A new study conducted by a sociologist at Penn State Abington has found that heterosexual women report that commitment and love improves sexual satisfaction in a relationship. This is because many women connect sex with love and the emotional experience can enhance the physical experience of sex. According to the author of the study, love makes sex better because women feel less inhibited with a partner they love and they are more willing to explore their sexuality with someone they trust.
How Love Makes Sex Better for Women
Researchers know very little about female orgasms. Most research has looked at animals, not humans, and focused on sensory information flowing to and from sex organs. However, a growing body of research indicates that for women, love and sexual pleasure are often connected.
According to a recent survey by Penn State Abington sociologist Beth Montemurro, most heterosexual women between the ages of 20 and 68 said that they believed love was essential for maximum sexual pleasure in a relationship. Most women in the study reported being in love increased pleasure. According to Montemurro, this is likely due to the fact that women who feel they are in love feel less inhibited and more trusting of their partners.

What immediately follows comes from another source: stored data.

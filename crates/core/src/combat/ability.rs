//! Per-class ability costs and cooldowns (spec 4.7: "Each has fixed
//! cooldown and mana cost"). The effect each ability has on the world is
//! applied by the tick engine, which has access to the rest of the world's
//! entities; this module only answers "is the cast legal".

use std::time::Instant;

use crate::error::CombatError;
use crate::player::Player;

#[derive(Debug, Clone, Copy)]
pub struct AbilityDef {
    pub name: &'static str,
    pub cooldown_ms: u64,
    pub mana_cost: f32,
}

const ABILITIES: &[AbilityDef] = &[
    AbilityDef { name: "dash", cooldown_ms: 3_000, mana_cost: 10.0 },
    AbilityDef { name: "stealth", cooldown_ms: 8_000, mana_cost: 20.0 },
    AbilityDef { name: "arrow", cooldown_ms: 800, mana_cost: 5.0 },
    AbilityDef { name: "piercing_arrow", cooldown_ms: 6_000, mana_cost: 15.0 },
    AbilityDef { name: "charge", cooldown_ms: 5_000, mana_cost: 15.0 },
    AbilityDef { name: "shield", cooldown_ms: 6_000, mana_cost: 20.0 },
    AbilityDef { name: "heal", cooldown_ms: 4_000, mana_cost: 25.0 },
    AbilityDef { name: "buff", cooldown_ms: 10_000, mana_cost: 20.0 },
    AbilityDef { name: "fireball", cooldown_ms: 3_000, mana_cost: 20.0 },
    AbilityDef { name: "ice_bolt", cooldown_ms: 3_000, mana_cost: 15.0 },
];

pub fn lookup(name: &str) -> Option<AbilityDef> {
    ABILITIES.iter().copied().find(|a| a.name == name)
}

/// Validates a cast request against class ownership, casting state,
/// cooldown, and mana, returning the resolved definition on success.
pub fn can_cast(player: &Player, ability: &str, now: Instant) -> Result<AbilityDef, CombatError> {
    if player.is_casting {
        return Err(CombatError::Casting);
    }
    if !player.class.abilities().contains(&ability) {
        return Err(CombatError::UnknownAbility);
    }
    let def = lookup(ability).ok_or(CombatError::UnknownAbility)?;
    if !player.is_ability_ready(def.name, now) {
        return Err(CombatError::OnCooldown);
    }
    if player.mana < def.mana_cost {
        return Err(CombatError::InsufficientMana);
    }
    Ok(def)
}

#[cfg(test)]
mod tests {
    use super::*;
    use crate::player::Class;

    #[test]
    fn rejects_ability_not_owned_by_class() {
        let player = Player::new(1, "a".into(), 0, Class::Scout, 100.0);
        let now = Instant::now();
        assert_eq!(can_cast(&player, "charge", now).unwrap_err(), CombatError::UnknownAbility);
    }

    #[test]
    fn rejects_when_mana_insufficient() {
        let mut player = Player::new(1, "a".into(), 0, Class::Scout, 100.0);
        player.mana = 1.0;
        let now = Instant::now();
        assert_eq!(
            can_cast(&player, "piercing_arrow", now).unwrap_err(),
            CombatError::InsufficientMana
        );
    }

    #[test]
    fn rejects_while_on_cooldown() {
        let mut player = Player::new(1, "a".into(), 0, Class::Scout, 100.0);
        let now = Instant::now();
        let def = can_cast(&player, "dash", now).unwrap();
        player.set_cooldown(def.name, std::time::Duration::from_millis(def.cooldown_ms), now);
        assert_eq!(can_cast(&player, "dash", now).unwrap_err(), CombatError::OnCooldown);
    }
}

She believes this connection also indicates how women are encouraged by society to view sex as an expression of love. There is often a strong cultural message that women should not have sex outside of a committed and loving relationship. Even today, women face strong messages in media that portray women negatively for having sex outside of a relationship. Modern media also tends to portray marriage as sexless, although Beth found in the interviews that sex was an essential component of the women's marriages and committed relationships. Most women in the study said that love was needed or at least beneficial in sex and sex was essential in marriage.
Another study conducted by researchers at the University of California, Santa Barbara and Geneva University in Switzerland, suggests that female orgasms have more to do with the brain than the body. Neural networks seem to play a much larger role in sexual satisfaction in women than in men and how a woman feels about her partner are tied to how good orgasms feel.
In this study, researchers asked heterosexual women in love to rate the intensity of their love and the frequency, ease and quality of their orgasms with their partner. Researchers also used MRI scans to map the participants' brain activity while they focused on a cognitive task. While working on the task, the name of the woman's lover would flash on the screen too quickly for the woman to notice consciously but slowly enough to elicit a response from the brain. This technique has been found in the past to show neural networks involved in the recognition of a partner and emotions attached to the person.
Researchers found that the more in love a participant reported being with their partner, the greater the activity that was triggered in the left angular gyrus, a region of the brain associated with emotions and event memories. These subjects were also more likely to report easier, higher-quality orgasms. The more a woman reported being satisfied with their orgasms, the greater the activity in the left insula region of the brain, which is associated with addiction and reward. The study did not find a link between being in love and how often a woman orgasms, however.
Regions of the Brain Activated During Sex
Another factor that can link sex and love in the minds of women is the areas of the brain that are activated during sex. Researchers from Rutgers University, New Jersey recently used brain scans to monitor women's brains during orgasm. The study found that different parts of the brain are activated depending on the area of the body that is aroused.
The scientists identified about 30 areas of the brain that are activated during sex, including areas responsible for memory, satisfaction, joy, touch and emotion. Two minutes before orgasm, the reward centers of the brain become active. These areas are typically activated while drinking and eating. Just before orgasm, the sensory cortex that receives touch messages becomes activated. The hypothalamus is the final region of the brain to be activated. This control center of the brain regulates hunger, thirst, tiredness and temperature.
During sex, an important hormone called oxytocin is also released. Often coined the "cuddle hormone," this hormone helps women trust others and lower defenses. It also increases empathy to assist with bonding. Women naturally produce more oxytocin, although it's not known why. Some researchers believe this hormone is why women are more likely to fall in love with someone after sex. Conversely, when a man has sex, the primary hormone that is released is dopamine, which is a pleasure hormone.